Using the Ext JS PivotGrid
July 29, 2010 by Ed Spencer · 2 Comments
One of the new components we just unveiled for the Ext JS 3.3 beta is PivotGrid. PivotGrid is a powerful new component that reduces and aggregates large datasets into a more understandable form.
A classic example of PivotGrid’s usefulness is in analyzing sales data. Companies often keep a database containing all the sales they have made and want to glean some insight into how well they are performing. PivotGrid gives the ability to rapidly summarize this large and unwieldy dataset – for example showing sales count broken down by city and salesperson.
A simple example
We created an example of this scenario in the 3.3 beta release. Here we have a fictional dataset containing 300 rows of sales data (see the raw data). We asked PivotGrid to break the data down by Salesperson and Product, showing us how they performed over time. Each cell contains the sum of sales made by the given salesperson/product combination in the given city and year.

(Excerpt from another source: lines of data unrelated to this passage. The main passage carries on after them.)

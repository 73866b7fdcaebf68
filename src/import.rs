use std::io::Read;
use std::path::Path;

use anyhow::Context;
use csv::StringRecord;

use crate::catalog::{Catalogs, TagCatalog};
use crate::models::Gender;

const CUSTOM_PREFIXES: &[&str] = &["기타:", "other:"];

/// A student row ready to be inserted into a project.
#[derive(Debug, Clone, PartialEq)]
pub struct NewStudent {
    pub student_number: Option<i32>,
    pub name: String,
    pub current_class: i32,
    pub gender: Gender,
    pub behaviors: Vec<String>,
    pub special_notes: Vec<String>,
    pub custom_behavior: Option<String>,
    pub custom_special_note: Option<String>,
    pub student_rank: Option<i32>,
    pub memo: Option<String>,
}

#[derive(Debug, Clone, Copy)]
enum Column {
    Number,
    Name,
    Class,
    Gender,
    Behaviors,
    SpecialNotes,
    Memo,
    Rank,
}

impl Column {
    fn aliases(&self) -> &'static [&'static str] {
        match self {
            Column::Number => &["번호", "number"],
            Column::Name => &["이름", "name"],
            Column::Class => &["학급", "class"],
            Column::Gender => &["성별", "gender"],
            Column::Behaviors => &["행동특성", "behaviors"],
            Column::SpecialNotes => &["특이사항", "special_notes"],
            Column::Memo => &["메모", "memo"],
            Column::Rank => &["석차", "rank"],
        }
    }
}

fn normalize_header(header: &str) -> String {
    header
        .trim()
        .trim_start_matches('\u{feff}')
        .trim_end_matches("(선택)")
        .trim_end_matches("(필수)")
        .trim()
        .to_lowercase()
}

struct Header {
    names: Vec<String>,
}

impl Header {
    fn new(record: &StringRecord) -> Self {
        Self {
            names: record.iter().map(normalize_header).collect(),
        }
    }

    fn cell<'r>(&self, record: &'r StringRecord, column: Column) -> &'r str {
        column
            .aliases()
            .iter()
            .find_map(|alias| self.names.iter().position(|name| name == alias))
            .and_then(|idx| record.get(idx))
            .map(str::trim)
            .unwrap_or("")
    }
}

/// Leading integer of a cell, ignoring anything after the digits.
fn leading_int(cell: &str) -> Option<i32> {
    let cell = cell.trim();
    let digits_end = cell
        .char_indices()
        .find(|(idx, ch)| !(ch.is_ascii_digit() || (*idx == 0 && (*ch == '-' || *ch == '+'))))
        .map(|(idx, _)| idx)
        .unwrap_or(cell.len());
    cell[..digits_end].parse().ok()
}

fn non_empty(value: &str) -> Option<String> {
    let value = value.trim();
    (!value.is_empty()).then(|| value.to_string())
}

/// Splits a tag cell into catalog ids and an optional custom label.
pub fn parse_tag_cell(cell: &str, catalog: &TagCatalog) -> (Vec<String>, Option<String>) {
    let mut tags: Vec<String> = Vec::new();
    let mut custom: Option<String> = None;
    let other_label = catalog.label_of(catalog.other_id());

    for item in cell.split(',').map(str::trim).filter(|item| !item.is_empty()) {
        let prefixed = CUSTOM_PREFIXES
            .iter()
            .find_map(|prefix| item.strip_prefix(prefix))
            .or_else(|| {
                item.strip_prefix(other_label?)
                    .and_then(|rest| rest.strip_prefix(':'))
            });

        let id = if let Some(text) = prefixed {
            custom = non_empty(text);
            catalog.other_id().to_string()
        } else if let Some(option) = catalog.find_by_label(item) {
            option.id.clone()
        } else {
            custom = Some(match custom {
                Some(existing) => format!("{existing}, {item}"),
                None => item.to_string(),
            });
            catalog.other_id().to_string()
        };

        if !tags.contains(&id) {
            tags.push(id);
        }
    }

    (tags, custom)
}

fn parse_gender(cell: &str) -> Gender {
    match cell.to_lowercase().as_str() {
        "남" | "남자" | "male" => Gender::Male,
        _ => Gender::Female,
    }
}

fn parse_row(header: &Header, record: &StringRecord, catalogs: &Catalogs) -> Option<NewStudent> {
    let name = non_empty(header.cell(record, Column::Name))?;
    let (behaviors, custom_behavior) =
        parse_tag_cell(header.cell(record, Column::Behaviors), &catalogs.behaviors);
    let (special_notes, custom_special_note) =
        parse_tag_cell(header.cell(record, Column::SpecialNotes), &catalogs.special_notes);

    Some(NewStudent {
        student_number: leading_int(header.cell(record, Column::Number)).filter(|n| *n != 0),
        name,
        current_class: leading_int(header.cell(record, Column::Class))
            .filter(|class| *class != 0)
            .unwrap_or(1),
        gender: parse_gender(header.cell(record, Column::Gender)),
        behaviors,
        special_notes,
        custom_behavior,
        custom_special_note,
        student_rank: leading_int(header.cell(record, Column::Rank)).filter(|rank| *rank > 0),
        memo: non_empty(header.cell(record, Column::Memo)),
    })
}

/// Parses every row with a non-empty name.
pub fn parse_roster<R: Read>(input: R, catalogs: &Catalogs) -> anyhow::Result<Vec<NewStudent>> {
    let mut reader = csv::ReaderBuilder::new().flexible(true).from_reader(input);
    let header = Header::new(reader.headers().context("roster has no header row")?);
    let mut students = Vec::new();

    for (line, result) in reader.records().enumerate() {
        let record = result.with_context(|| format!("malformed roster row {}", line + 2))?;
        if let Some(student) = parse_row(&header, &record, catalogs) {
            students.push(student);
        }
    }

    Ok(students)
}

pub fn read_roster(path: &Path, catalogs: &Catalogs) -> anyhow::Result<Vec<NewStudent>> {
    let file = std::fs::File::open(path)
        .with_context(|| format!("failed to open roster {}", path.display()))?;
    parse_roster(file, catalogs)
}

Let’s see how we create this PivotGrid:
var SaleRecord = Ext.data.Record.create([
{name: 'person', type: 'string'},
{name: 'product', type: 'string'},
{name: 'city', type: 'string'},
{name: 'state', type: 'string'},
{name: 'month', type: 'int'},
{name: 'quarter', type: 'int'},
{name: 'year', type: 'int'},
{name: 'quantity', type: 'int'},
{name: 'value', type: 'int'}
]);
var myStore = new Ext.data.Store({
url: 'salesdata.json',
autoLoad: true,
reader: new Ext.data.JsonReader({
root: 'rows',
idProperty: 'id'
}, SaleRecord)
});
var pivotGrid = new Ext.grid.PivotGrid({
title : 'Sales Performance',
store : myStore,
aggregator: 'sum',
measure : 'value',
leftAxis: [
{dataIndex: 'person', width: 80},
{dataIndex: 'product', width: 90}
],
topAxis: [
{dataIndex: 'year'},
{dataIndex: 'city'}
]
});
The first half of this ought to be very familiar – we just set up a normal Record and Store. This is all we need to load our sample data so that it’s ready for pivoting. This is all exactly the same code as for our other Store-bound components like Grid and DataView so it’s easy to take an existing Grid and turn it into a PivotGrid.
The second half of the code creates the PivotGrid itself. There are 5 main components to a PivotGrid – the store, the measure, the aggregator, the left axis and the top axis. Taking these in turn:
- Store – the Store we created above
- Measure – the field in the data that we want to aggregate (in this case the sale value)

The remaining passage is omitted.